-------- DATA TO PROCESS --------

// SPDX-License-Identifier: MPL-2.0
// This Source Code Form is subject to the terms of the Mozilla Public
// License, v. 2.0. If a copy of the MPL was not distributed with this
// file, You can obtain one at https://mozilla.org/MPL/2.0/.

//! Battery and signal calibration.

use super::SensorState;

/// Cell voltage treated as empty on Xiaomi CR2032 devices.
const CUTOFF_VOLTS: f64 = 2.2;

/// Converts a cell voltage to a battery percentage.
///
/// `round((volts - 2.2) * 100)`, clamped to `[0, 100]`. Samples outside that
/// range are device noise and are clamped rather than passed through.
///
/// # Examples
///
/// ```
/// use aqara_bridge::adapter::percent_from_volts;
///
/// assert_eq!(percent_from_volts(3.005), 80);
/// assert_eq!(percent_from_volts(3.4), 100);
/// assert_eq!(percent_from_volts(2.1), 0);
/// ```
#[must_use]
pub fn percent_from_volts(volts: f64) -> u8 {
    clamp_percent((volts - CUTOFF_VOLTS) * 100.0)
}

/// Converts a raw millivolt sample to a battery percentage.
#[must_use]
pub fn percent_from_millivolts(millivolts: f64) -> u8 {
    percent_from_volts(millivolts * 0.001)
}

/// Converts a Zigbee link-quality indicator (0-255) to a signal level.
///
/// `floor(lqi / 10)`, clamped to `[0, 100]`.
#[must_use]
// Clamped to [0, 100] before the cast
#[allow(clippy::cast_possible_truncation, clippy::cast_sign_loss)]
pub fn signal_from_link_quality(lqi: f64) -> u8 {
    if lqi.is_nan() {
        return 0;
    }
    (lqi / 10.0).floor().clamp(0.0, 100.0) as u8
}

// Clamped to [0, 100] before the cast
#[allow(clippy::cast_possible_truncation, clippy::cast_sign_loss)]
pub(crate) fn clamp_percent(value: f64) -> u8 {
    if value.is_nan() {
        return 0;
    }
    value.round().clamp(0.0, 100.0) as u8
}

/// Vendor block setter: the rule scales millivolts to volts.
pub(crate) fn set_vendor_battery<M>(state: &mut SensorState<M>, volts: f64) {
    state.battery = percent_from_volts(volts);
}

/// Setter for an already-scaled remaining-percentage attribute.
pub(crate) fn set_battery_percent<M>(state: &mut SensorState<M>, percent: f64) {
    state.battery = clamp_percent(percent);
}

--------

Which lines run from the one containing "pub(crate) fn clamp_percent(value: f64)" to the end of the entries above? Print them exactly, both ends included, and nothing else.

▶ **WRITTEN ANSWER**
pub(crate) fn clamp_percent(value: f64) -> u8 {
    if value.is_nan() {
        return 0;
    }
    value.round().clamp(0.0, 100.0) as u8
}

/// Vendor block setter: the rule scales millivolts to volts.
pub(crate) fn set_vendor_battery<M>(state: &mut SensorState<M>, volts: f64) {
    state.battery = percent_from_volts(volts);
}

/// Setter for an already-scaled remaining-percentage attribute.
pub(crate) fn set_battery_percent<M>(state: &mut SensorState<M>, percent: f64) {
    state.battery = clamp_percent(percent);
}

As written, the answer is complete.